I was to be working on the Roof Top Bar which is part of the debenture section of centre court found at the very top floor of centre court. When the sun was out there were fantastic views of the London skyline and out the backdoor of the kitchen was a great view of centre court. Could be worse!
The first day was merely and induction day where we got to meet the other workers and got to know our way around. There was only an hour long "training session" which involved a man telling us basic health and safety as well as how to correctly pour the perfect pimms (even though our pimms came premixed). My manager was a man called Kendal who was from Trinidad and Tobago, I can only assume from the bracelet, ring and necklace with their flag on it. He seemed pretty relaxed which was a good sign. The chef on the other hand is rarely a role for a relaxed person and I'll always be a bit wary of them.
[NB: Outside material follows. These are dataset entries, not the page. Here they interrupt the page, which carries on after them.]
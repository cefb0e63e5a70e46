//! Domain model structs and DTOs.
//!
//! Each submodule contains:
//! - A `FromRow` + `Serialize` entity struct matching the database row
//! - A `Deserialize` create DTO for inserts
//! - Narrow update DTOs for the fields that actually change

pub mod dashboard;
pub mod quota;
pub mod scan_request;
pub mod scan_result;
pub mod takedown;
pub mod user;
use std::sync::Arc;

use guardian_core::dmca::DmcaTemplateStore;
use tokio::sync::RwLock;

use crate::config::ServerConfig;

/// Shared application state available to all Axum handlers via `State<AppState>`.
///
/// This is cheaply cloneable (inner data is behind `Arc` or is already `Clone`).
#[derive(Clone)]
pub struct AppState {
    /// Database connection pool.
    pub pool: guardian_db::DbPool,
    /// Server configuration.
    pub config: Arc<ServerConfig>,
    /// In-memory DMCA notice templates. Not persisted across restarts.
    pub templates: Arc<RwLock<DmcaTemplateStore>>,
}

impl AppState {
    /// State with the default DMCA templates loaded.
    pub fn new(pool: guardian_db::DbPool, config: ServerConfig) -> Self {
        Self {
            pool,
            config: Arc::new(config),
            templates: Arc::new(RwLock::new(DmcaTemplateStore::with_defaults())),
        }
    }
}
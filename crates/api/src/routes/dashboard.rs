//! Route definitions for the `/dashboard` resource.

use axum::routing::get;
use axum::Router;

use crate::handlers::dashboard;
use crate::state::AppState;

/// Routes mounted at `/dashboard`.
///
/// ```text
/// GET    /stats                        -> get_stats
/// ```
pub fn router() -> Router<AppState> {
    Router::new().route("/stats", get(dashboard::get_stats))
}
//! Aggregate queries backing the admin dashboard.

use guardian_core::scan_request::STATUS_PENDING;
use guardian_core::takedown::{
    TAKEDOWN_FAILED, TAKEDOWN_IN_PROCESS, TAKEDOWN_PENDING, TAKEDOWN_SUCCESS,
};
use sqlx::PgPool;

use crate::models::dashboard::DashboardCounts;

pub struct DashboardRepo;

impl DashboardRepo {
    /// All dashboard counts in a single round trip.
    pub async fn counts(pool: &PgPool) -> Result<DashboardCounts, sqlx::Error> {
        sqlx::query_as::<_, DashboardCounts>(
            "SELECT
                (SELECT COUNT(*) FROM scan_requests WHERE status = $1) AS pending_scans,
                (SELECT COUNT(*) FROM users) AS total_users,
                (SELECT COUNT(*) FROM takedown_requests) AS takedowns_total,
                (SELECT COUNT(*) FROM takedown_requests WHERE status = $2) AS takedowns_pending,
                (SELECT COUNT(*) FROM takedown_requests WHERE status = $3) AS takedowns_in_process,
                (SELECT COUNT(*) FROM takedown_requests WHERE status = $4) AS takedowns_success,
                (SELECT COUNT(*) FROM takedown_requests WHERE status = $5) AS takedowns_failed",
        )
        .bind(STATUS_PENDING)
        .bind(TAKEDOWN_PENDING)
        .bind(TAKEDOWN_IN_PROCESS)
        .bind(TAKEDOWN_SUCCESS)
        .bind(TAKEDOWN_FAILED)
        .fetch_one(pool)
        .await
    }
}
//! Repository layer.
//!
//! Each repository is a zero-sized struct providing async CRUD methods
//! that accept `&PgPool` as the first argument.

pub mod dashboard_repo;
pub mod scan_request_repo;
pub mod scan_result_repo;
pub mod takedown_repo;
pub mod user_repo;

pub use dashboard_repo::DashboardRepo;
pub use scan_request_repo::ScanRequestRepo;
pub use scan_result_repo::ScanResultRepo;
pub use takedown_repo::TakedownRepo;
pub use user_repo::UserRepo;
//! Shared query parameter types for API handlers.

use serde::Deserialize;

/// Query parameters for `GET /takedown-requests` (`?platform=`).
///
/// `All` (any case) or an absent value means no platform filter.
#[derive(Debug, Default, Deserialize)]
pub struct PlatformFilterParams {
    pub platform: Option<String>,
}

impl PlatformFilterParams {
    /// The platform to filter on, if any.
    pub fn platform(&self) -> Option<&str> {
        self.platform
            .as_deref()
            .map(str::trim)
            .filter(|p| !p.is_empty() && !p.eq_ignore_ascii_case("all"))
    }
}

#[cfg(test)]
mod tests {
    use super::*;

    fn params(platform: Option<&str>) -> PlatformFilterParams {
        PlatformFilterParams {
            platform: platform.map(str::to_string),
        }
    }

    #[test]
    fn all_and_blank_mean_no_filter() {
        assert_eq!(params(None).platform(), None);
        assert_eq!(params(Some("All")).platform(), None);
        assert_eq!(params(Some("  ")).platform(), None);
        assert_eq!(params(Some("YouTube")).platform(), Some("YouTube"));
    }
}
//! Guardian API server library.
//!
//! Exposes the building blocks (config, state, error handling, routes) so
//! integration tests and the binary entrypoint can both access them.

pub mod config;
pub mod error;
pub mod handlers;
pub mod query;
pub mod response;
pub mod router;
pub mod routes;
pub mod state;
Our chef for the Championships was Stefano who was an Italian-Geordie who was "quite a character" according to Kendal, that'll be a normal chef then.
Although I am only doing basic catering jobs I am still terrified as Wimbledon has such a reputation to do everything to such a high standard, and at this point it looked like it was only me on front of house- which was even more terrifying (on Sunday I'd be relieved to see that a fellow, be it fake, ginger was accompanying me out-front).
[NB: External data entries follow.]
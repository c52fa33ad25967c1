//! System prompts and prompt builders for every request the pipeline makes.

/// Single-pass summarization of a short document.
pub const SUMMARY_SYSTEM_PROMPT: &str = "\
You are a study assistant. Summarize the notes clearly and concisely.
Return 5-8 bullet points plus a short 1-2 sentence overview.
Focus on key concepts, definitions, and important facts.
";

/// Final reduce step over combined per-section summaries.
pub const REDUCE_SYSTEM_PROMPT: &str = "\
You are a study assistant. Below are summaries of different sections from a larger document.
Create a unified, comprehensive summary that:
1. Provides a 2-3 sentence overview of the entire document
2. Lists 6-10 bullet points covering the most important concepts across all sections
3. Maintains logical flow and removes redundancy

Focus on the key takeaways a student needs to know for studying.
";

/// Per-chunk summarization prompt, tagged with the chunk's position so the
/// reduce step sees the document in order.
pub fn build_chunk_summary_prompt(part: usize, total: usize) -> String {
    format!(
        "You are a study assistant. This is part {part} of {total} from a larger document.\n\
         Summarize this section clearly and concisely, focusing on key concepts, definitions, and important facts.\n\
         Return 3-5 bullet points covering the main ideas in this section.\n"
    )
}

/// Pass 1: course metadata extraction schema.
pub const METADATA_SYSTEM_PROMPT: &str = r#"You are a syllabus parser. Extract the course metadata AND detailed course information from this syllabus.

Return ONLY valid JSON with no additional text:
{
    "course_name": "Course code and name (e.g., 'FINC 313 - Corporate Finance')",
    "semester": "Semester name (e.g., 'Spring 2026')",
    "start_date": "First day of class in YYYY-MM-DD format (infer from semester if not explicit)",
    "end_date": "Last day of class/finals in YYYY-MM-DD format (infer from semester if not explicit)",
    "holidays": ["List of break dates or holidays mentioned"],
    "instructor": "Professor name if mentioned",
    "course_info": {
        "instructor": {
            "name": "Full name with title (e.g., 'Dr. John Smith')",
            "email": "Email address or null",
            "office": "Office location or null",
            "office_hours": "Office hours days/times or null",
            "phone": "Phone number or null"
        },
        "logistics": {
            "meeting_times": "Class meeting days/times (e.g., 'Mon/Wed 2:00-3:15 PM') or null",
            "location": "Classroom/building location or null",
            "attendance_policy": "Attendance policy summary or null",
            "late_work_policy": "Late work policy summary or null"
        },
        "grade_breakdown": [
            {"component": "Component name (e.g., 'Exams')", "weight": "Weight (e.g., '40%')"}
        ],
        "policies": {
            "participation": "Participation requirements or null",
            "extra_credit": "Extra credit opportunities or null",
            "academic_integrity": "Academic integrity policy summary or null",
            "prerequisites": "Prerequisite courses or null"
        },
        "materials": {
            "required_textbooks": ["List of required textbook titles"],
            "recommended_readings": ["List of recommended reading titles"],
            "course_portal": "Course website/portal URL or null",
            "ta_info": "TA name and contact info or null"
        }
    }
}

For semester dates, use these typical academic calendars:
- Spring semester: mid-January to mid-May
- Fall semester: late August to mid-December
- Summer: May to August

If the year is 2026 and semester is Spring, start_date would be around 2026-01-12 and end_date around 2026-05-08.

IMPORTANT: For any field where information is not found in the syllabus, use null (for strings) or empty arrays (for lists). Extract as much detail as possible."#;

pub fn build_metadata_user_content(text: &str) -> String {
    format!("Extract metadata from this syllabus:\n\n{text}")
}

/// Pass 2: deadline extraction, with the pass-1 term window embedded so the
/// service can anchor relative dates.
pub fn build_deadline_system_prompt(start_date: &str, end_date: &str, semester: &str) -> String {
    format!(
        r#"You are parsing a college course syllabus. The course runs from {start_date} to {end_date} ({semester}).

EXTRACT THESE TYPES OF DEADLINES (be thorough - extract ALL you find):

1. EXAMS & TESTS - Midterms, finals, tests with SPECIFIC DATES (look for "Test 1", "Exam 2", "Final Exam", "Final Test")
2. QUIZZES - Pop quizzes, scheduled quizzes with dates (look for "Quiz 1", "Quiz 2", etc.)
3. MAJOR ASSIGNMENTS - Papers, projects, case studies with DUE DATES
4. HOMEWORK - HW assignments with due dates (look for "HW 1 DUE", "Homework due", etc.)
5. PRESENTATIONS - Pitches, presentations with specific dates (look for "Pitch 1", "Mini Pitch", "Presentation")
6. RECURRING ASSESSMENTS - Weekly quizzes, homework, reading checks (mark as recurring)
7. IMPORTANT ADMIN DATES - Add/drop deadline, makeup day, last day of class, final assignment deadline

IMPORTANT - LOOK FOR THESE SECTIONS:
- "IMPORTANT DAYS" or "IMPORTANT DATES" sections - these list key deadlines
- Schedule tables with columns like "Session", "Day", "Topic", "Notes" - extract quiz/test/HW dates from these
- "TENTATIVE SCHEDULE" sections with dated items
- Lines like "Session 11 Quiz 1 01/30/2026" or "Quiz 1: 01/30/2026"
- Homework assignments with dates like "HW 1 IS GIVEN" followed by "HW 1 DUE"
- Final exam schedules with dates and times
- "All assignments due by [date]" - this is a major deadline

DATE FORMATS TO RECOGNIZE:
- MM/DD/YYYY (e.g., 01/30/2026)
- Month DD, YYYY (e.g., January 30, 2026)
- DD-Mon (e.g., 30-Jan)
- Dates in tables (look for patterns like "7-Jan", "9-Jan", etc.)

DO NOT EXTRACT:
- Regular class meeting times (unless it's also an exam/quiz day)
- Office hours
- Reading assignments without assessments
- Topic lists without deliverables
- Spring break, holidays (unless they're makeup days)

HANDLING RECURRING ITEMS:
If you see patterns like "Quiz every Monday", "Weekly homework due Fridays":
- Create ONE entry with recurring=true
- Set frequency="weekly" and day_of_week to the specific day
- Use the FIRST occurrence date

Return ONLY a valid JSON array. Each item must have:
{{
    "date": "YYYY-MM-DD (first occurrence for recurring, or specific date)",
    "type": "Exam|Assignment|Project|Quiz|Homework|Presentation|Admin",
    "title": "Descriptive name (e.g., 'Test 1', 'Quiz 1', 'Mini Pitch 1', 'HW 1 Due')",
    "context": "Brief description from syllabus",
    "time": "Due time if mentioned (e.g., '11:59pm', '7:00 AM'), or null",
    "recurring": true/false (true if it repeats weekly),
    "frequency": "weekly" or null,
    "day_of_week": "Monday|Tuesday|...|Sunday" or null
}}

Examples of GOOD entries:
- {{"date": "2026-01-30", "type": "Quiz", "title": "Quiz 1", "context": "Covers chapters 1-2-3", "time": null, "recurring": false}}
- {{"date": "2026-02-09", "type": "Exam", "title": "Test 1", "context": "Covers chapters 1-2-3-4", "time": null, "recurring": false}}
- {{"date": "2026-04-24", "type": "Exam", "title": "Final Exam", "context": "Final test for section 6", "time": "8:00 AM", "recurring": false}}
- {{"date": "2026-01-16", "type": "Homework", "title": "HW 1 Due", "context": "First homework assignment due", "time": "11:59pm", "recurring": false}}

Return [] if no deadlines found."#
    )
}

pub fn build_deadline_user_content(text: &str) -> String {
    format!(
        "Extract ALL deadlines, quizzes, tests, exams, homework due dates, presentations, \
         and important dates from this syllabus. Pay special attention to 'IMPORTANT DAYS' \
         sections, schedule tables, and any dates with Quiz/Test/Exam/HW/Pitch/Presentation \
         labels:\n\n{text}"
    )
}

/// Flashcard generation from study material (single pass).
pub const FLASHCARD_SYSTEM_PROMPT: &str = r#"You are a study assistant. Generate flashcards from the provided study material.

Return ONLY a valid JSON array with 10-20 flashcards:
[
    {"front": "Question or term", "back": "Answer or definition"},
    ...
]

Focus on:
- Key concepts and definitions
- Important facts and dates
- Formulas and their applications
- Cause and effect relationships
- Compare and contrast items

Make questions clear and answers concise but complete."#;

pub fn build_flashcard_user_content(text: &str) -> String {
    format!("Generate flashcards from this material:\n\n{text}")
}

/// Multiple-choice quiz generation from study material (single pass).
pub const QUIZ_SYSTEM_PROMPT: &str = r#"You are a study assistant. Generate a multiple-choice quiz from the provided study material.

Return ONLY a valid JSON object with this structure:
{
    "questions": [
        {
            "question": "Clear question text",
            "options": ["A) First option", "B) Second option", "C) Third option", "D) Fourth option"],
            "correct_answer": "B",
            "explanation": "Brief explanation of why this is correct"
        }
    ]
}

Guidelines:
- Generate 7 questions
- Each question should have exactly 4 options (A, B, C, D)
- Questions should test understanding, not just memorization
- Include a mix of difficulty levels
- Make distractors (wrong answers) plausible
- Keep explanations concise (1-2 sentences)"#;

pub fn build_quiz_user_content(text: &str) -> String {
    format!("Generate a quiz from this material:\n\n{text}")
}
I finished my induction day earlier than I thought and the sun was shining so I thought it would be a great excuse to get my bearings and wander around. The complex was pretty empty but tomorrow it would be full of people, and it was kind of hard to imagine. It all looked like it does on TV, but there are tons of bits you don't see and some of those bits are stunning. Henman Hill for example (or to give it's real name Aorangi Terrace) has some lovely little water features and green-fingered handy work, but I suppose that is hard to see when it's full of Andy Murray fans.
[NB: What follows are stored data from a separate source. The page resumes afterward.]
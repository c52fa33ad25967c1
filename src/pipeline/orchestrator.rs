use crate::config::ServiceConfig;
use crate::models::{CourseMetadata, ExpandedDeadline};

use super::chunker::{chunk_text, DEFAULT_CHUNK_SIZE};
use super::client::{ChatCompletionsClient, CompletionRequest, ExtractionClient};
use super::document::{RawDocument, MIN_DOCUMENT_CHARS};
use super::parser::{parse_array_lenient, parse_json_response};
use super::prompt;
use super::recurrence::expand_recurring;
use super::validate::validate_deadlines;
use super::PipelineError;

/// Documents at or under this many characters are summarized in one pass;
/// longer documents go through chunked map-reduce.
const SINGLE_PASS_SUMMARY_LIMIT: usize = 12_000;

/// Pass-1 metadata extraction reads at most this many characters.
const METADATA_INPUT_LIMIT: usize = 15_000;

/// Pass-2 deadline extraction reads at most this many characters.
const DEADLINE_INPUT_LIMIT: usize = 25_000;

/// Term window and semester assumed when pass 1 could not provide them, so
/// a missing pass-1 date never blocks pass 2.
const DEFAULT_TERM_START: &str = "2026-01-12";
const DEFAULT_TERM_END: &str = "2026-05-08";
const DEFAULT_SEMESTER: &str = "Spring 2026";

/// Drives the document-to-structured-data flows: two-pass metadata+deadline
/// extraction and map-reduce summarization, on top of a pluggable
/// extraction-service client.
pub struct SyllabusPipeline {
    pub(crate) client: Box<dyn ExtractionClient + Send + Sync>,
}

impl SyllabusPipeline {
    pub fn new(client: Box<dyn ExtractionClient + Send + Sync>) -> Self {
        Self { client }
    }

    /// Pipeline backed by the HTTP client configured from the environment.
    pub fn from_env() -> Result<Self, PipelineError> {
        let config = ServiceConfig::from_env()?;
        Ok(Self::new(Box::new(ChatCompletionsClient::new(config))))
    }

    /// PASS 1: extract course metadata from a syllabus.
    ///
    /// Recoverable failures (malformed JSON, shape mismatch) degrade to
    /// default metadata so deadline extraction can still run; fatal service
    /// errors propagate.
    pub fn extract_metadata(&self, text: &str) -> Result<CourseMetadata, PipelineError> {
        tracing::debug!("pass 1: extracting course metadata");

        let request = CompletionRequest {
            system: prompt::METADATA_SYSTEM_PROMPT.to_string(),
            user: prompt::build_metadata_user_content(truncate_chars(text, METADATA_INPUT_LIMIT)),
            temperature: 0.1,
            max_tokens: 2_000,
        };
        let raw = self.client.complete(&request)?;

        let metadata = parse_json_response(&raw)
            .and_then(|value| {
                serde_json::from_value::<CourseMetadata>(value)
                    .map_err(|e| PipelineError::MalformedResponse(e.to_string()))
            })
            .unwrap_or_else(|e| {
                tracing::warn!(error = %e, "metadata extraction failed, using defaults");
                CourseMetadata::default()
            });

        tracing::debug!(course = %metadata.course_name, "parsed course metadata");
        Ok(metadata)
    }

    /// PASS 2: extract deadlines using pass-1 metadata for context, then
    /// validate and expand them.
    ///
    /// A malformed response yields an empty list (not every document has
    /// deadlines); fatal service errors propagate.
    pub fn extract_deadlines(
        &self,
        text: &str,
        metadata: &CourseMetadata,
    ) -> Result<Vec<ExpandedDeadline>, PipelineError> {
        tracing::debug!("pass 2: extracting deadlines with context");

        let start_date = metadata.start_date.as_deref().unwrap_or(DEFAULT_TERM_START);
        let end_date = metadata.end_date.as_deref().unwrap_or(DEFAULT_TERM_END);
        let semester = metadata.semester.as_deref().unwrap_or(DEFAULT_SEMESTER);

        let request = CompletionRequest {
            system: prompt::build_deadline_system_prompt(start_date, end_date, semester),
            user: prompt::build_deadline_user_content(truncate_chars(text, DEADLINE_INPUT_LIMIT)),
            temperature: 0.1,
            max_tokens: 6_000,
        };
        let raw = self.client.complete(&request)?;

        let value = match parse_json_response(&raw) {
            Ok(value) => value,
            Err(e) => {
                tracing::warn!(error = %e, "failed to parse deadline response");
                return Ok(Vec::new());
            }
        };
        let Some(items) = value.as_array() else {
            tracing::warn!("deadline response was not a JSON array");
            return Ok(Vec::new());
        };

        let templates = parse_array_lenient(Some(items));
        tracing::debug!(count = templates.len(), "parsed deadlines before validation");

        let validated = validate_deadlines(templates);
        tracing::debug!(count = validated.len(), "deadlines after validation");

        let expanded = expand_recurring(validated, Some(start_date), Some(end_date));
        tracing::debug!(count = expanded.len(), "deadlines after recurring expansion");

        Ok(expanded)
    }

    /// Summarize a document. Short documents take one request; long ones are
    /// chunked, summarized per chunk in order, and reduced into one unified
    /// summary. Any service failure aborts the whole flow.
    pub fn summarize(&self, text: &str) -> Result<String, PipelineError> {
        let trimmed_chars = text.trim().chars().count();
        if trimmed_chars < MIN_DOCUMENT_CHARS {
            return Err(PipelineError::InsufficientText(trimmed_chars));
        }

        if text.chars().count() <= SINGLE_PASS_SUMMARY_LIMIT {
            let request = CompletionRequest {
                system: prompt::SUMMARY_SYSTEM_PROMPT.to_string(),
                user: text.to_string(),
                temperature: 0.3,
                max_tokens: 900,
            };
            return Ok(self.client.complete(&request)?.trim().to_string());
        }

        tracing::debug!(chars = text.len(), "large document, using chunked summarization");
        let chunks = chunk_text(text, DEFAULT_CHUNK_SIZE);
        tracing::debug!(chunks = chunks.len(), "split document for summarization");

        let mut partials = Vec::with_capacity(chunks.len());
        for (i, chunk) in chunks.iter().enumerate() {
            let request = CompletionRequest {
                system: prompt::build_chunk_summary_prompt(i + 1, chunks.len()),
                user: chunk.text.clone(),
                temperature: 0.3,
                max_tokens: 500,
            };
            partials.push(self.client.complete(&request)?.trim().to_string());
        }

        let combined = partials
            .iter()
            .enumerate()
            .map(|(i, summary)| format!("Section {}:\n{}", i + 1, summary))
            .collect::<Vec<_>>()
            .join("\n\n");

        let request = CompletionRequest {
            system: prompt::REDUCE_SYSTEM_PROMPT.to_string(),
            user: combined,
            temperature: 0.3,
            max_tokens: 1_200,
        };
        Ok(self.client.complete(&request)?.trim().to_string())
    }

    /// The full two-pass document flow: metadata, then deadlines extracted
    /// with that metadata as context.
    pub fn process(
        &self,
        document: &RawDocument,
    ) -> Result<(CourseMetadata, Vec<ExpandedDeadline>), PipelineError> {
        let metadata = self.extract_metadata(document.text())?;
        let deadlines = self.extract_deadlines(document.text(), &metadata)?;
        Ok((metadata, deadlines))
    }
}

/// Truncate to a maximum number of characters without splitting a
/// character.
pub(crate) fn truncate_chars(text: &str, max_chars: usize) -> &str {
    match text.char_indices().nth(max_chars) {
        Some((idx, _)) => &text[..idx],
        None => text,
    }
}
I got home at about 8:30pm and I caught the end of England's quarterfinal game against Italy. From a young age my Dad brought me up to follow the Scottish "A.B.E" approach to international football, this was a much harder task to carry out across the border. Being in the room with a big England fan didn't help as it just riled me up more and when Ashley Cole's penalty was beautifully saved my emotions couldn't stay quiet much longer and I shrieked in joy, resulting in a look like daggers.